▸ Exercise details
Go through the data and retrieve each line that includes the string "Sized".
*** Opening Material for this exercise ***
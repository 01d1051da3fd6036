//! The simulated scanner as a whole: validates its configuration, then runs
//! forward projection and filtered backprojection in sequence, reporting
//! intermediate states to a `FrameSink`.
//!
//! A run goes through the phases
//!
//! `Validated -> ForwardProjecting -> Reset -> Backprojecting -> Normalized -> Done`
//!
//! exactly once each, in that order. `Ct::run` consumes the scanner, so a
//! fresh run needs a fresh `Ct`.

/// Receiver of intermediate snapshots, typically for visualization. All
/// methods default to doing nothing.
pub trait FrameSink {

    /// Called once per angle during forward projection, with the sinogram
    /// filled up to and including that angle's row
    fn radon_frame(&mut self, _sinogram: &Sinogram) {}

    /// Called once per angle during backprojection, with the running
    /// backprojection and the running per-pixel ray weights
    fn iradon_frame(&mut self, _image: &ImageData, _hits: &ImageData) {}

    /// Called exactly once, between forward projection and backprojection
    fn reset_iteration(&mut self) {}
}

/// Sink which ignores everything
#[derive(Clone, Copy, Debug, Default)]
pub struct NoFrames;

impl FrameSink for NoFrames {}

impl<S: FrameSink + ?Sized> FrameSink for &mut S {
    fn radon_frame(&mut self, sinogram: &Sinogram) { (**self).radon_frame(sinogram) }
    fn iradon_frame(&mut self, image: &ImageData, hits: &ImageData) { (**self).iradon_frame(image, hits) }
    fn reset_iteration(&mut self) { (**self).reset_iteration() }
}

impl<S: FrameSink + ?Sized> FrameSink for Box<S> {
    fn radon_frame(&mut self, sinogram: &Sinogram) { (**self).radon_frame(sinogram) }
    fn iradon_frame(&mut self, image: &ImageData, hits: &ImageData) { (**self).iradon_frame(image, hits) }
    fn reset_iteration(&mut self) { (**self).reset_iteration() }
}

#[derive(Clone, Copy, Debug, PartialEq, Eq)]
pub enum Phase {
    Validated,
    ForwardProjecting,
    Reset,
    Backprojecting,
    Normalized,
    Done,
}

/// Result of a complete run
#[derive(Clone, Debug)]
pub struct ScanOutput {
    /// Normalized sinogram, one row per detector and one column per angle
    pub sinogram: Sinogram,
    /// Reconstruction, with the same shape as the scanned image
    pub image: ImageData,
}

pub struct Ct<'i, S = NoFrames> {
    image: &'i ImageData,
    config: ScanConfig,
    projection: Projection,
    sink: S,
    log: Option<Dispatch>,
    cancel: CancelToken,
    phase: Phase,
}

impl<'i> Ct<'i, NoFrames> {

    /// Fails with `Error::Config` if `config` is unusable, before any
    /// projection work is done.
    pub fn new(image: &'i ImageData, config: ScanConfig) -> Result<Self> {
        config.validate()?;
        Ok(Self {
            image,
            config,
            projection: Projection::default(),
            sink: NoFrames,
            log: None,
            cancel: CancelToken::default(),
            phase: Phase::Validated,
        })
    }
}

impl<'i, S: FrameSink> Ct<'i, S> {

    pub fn with_projection(self, projection: Projection) -> Self { Self { projection, ..self } }

    pub fn with_sink<T: FrameSink>(self, sink: T) -> Ct<'i, T> {
        let Self { image, config, projection, log, cancel, phase, .. } = self;
        Ct { image, config, projection, sink, log, cancel, phase }
    }

    /// Send this scanner's progress messages to `dispatch`, rather than to
    /// whatever subscriber is current when `run` is called
    pub fn with_log(self, dispatch: Dispatch) -> Self { Self { log: Some(dispatch), ..self } }

    pub fn with_cancel(self, cancel: CancelToken) -> Self { Self { cancel, ..self } }

    pub fn run(self) -> Result<ScanOutput> {
        match self.log.clone() {
            Some(dispatch) => tracing::dispatcher::with_default(&dispatch, || self.execute()),
            None           => self.execute(),
        }
    }

    fn execute(mut self) -> Result<ScanOutput> {
        let context = Context::new(&self.config, self.projection, self.image.dim())?
            .with_cancel(self.cancel.clone());
        debug!(radius = context.scanner.radius,
               angles = context.scanner.sweep.n,
               detectors = context.scanner.n_detectors,
               sampling = ?self.projection.sampling,
               filter = ?self.projection.filter,
               "scanner geometry");

        self.enter(Phase::ForwardProjecting);
        info!("Radon transform starting");
        let sink = &mut self.sink;
        let mut sinogram = forward_project(self.image, &context, |s| sink.radon_frame(s))?;

        self.enter(Phase::Reset);
        self.sink.reset_iteration();

        self.enter(Phase::Backprojecting);
        info!("Radon transform ended, inverse Radon transform starting");
        let sink = &mut self.sink;
        let image = back_project(&sinogram, &context, |i, h| sink.iradon_frame(i, h))?;
        info!("Inverse Radon transform ended");

        self.enter(Phase::Normalized);
        normalize_sinogram(&mut sinogram);

        self.enter(Phase::Done);
        let sinogram = sinogram.reversed_axes().as_standard_layout().into_owned();
        Ok(ScanOutput { sinogram, image })
    }

    fn enter(&mut self, phase: Phase) {
        debug!(from = ?self.phase, to = ?phase, "phase transition");
        self.phase = phase;
    }
}

/// Scale the sinogram so that its largest value is exactly 1. A sinogram with
/// no positive values (e.g. that of an empty image) is left untouched.
pub fn normalize_sinogram(sinogram: &mut Sinogram) {
    let max = sinogram.iter().copied().map(OrderedFloat).max().map_or(0.0, |m| m.0);
    if max > 0.0 {
        sinogram.mapv_inplace(|v| v / max);
    }
}

// ----- Imports ------------------------------------------------------------------------------------------
use ordered_float::OrderedFloat;
use tracing::{debug, info, Dispatch};

use crate::{
    ImageData, Projection, Result, ScanConfig, Sinogram,
    projector::{back_project, forward_project, CancelToken, Context},
};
*** Closing Material for this exercise ***
▸ Your response
impl<S: FrameSink + ?Sized> FrameSink for &mut S {
impl<S: FrameSink + ?Sized> FrameSink for Box<S> {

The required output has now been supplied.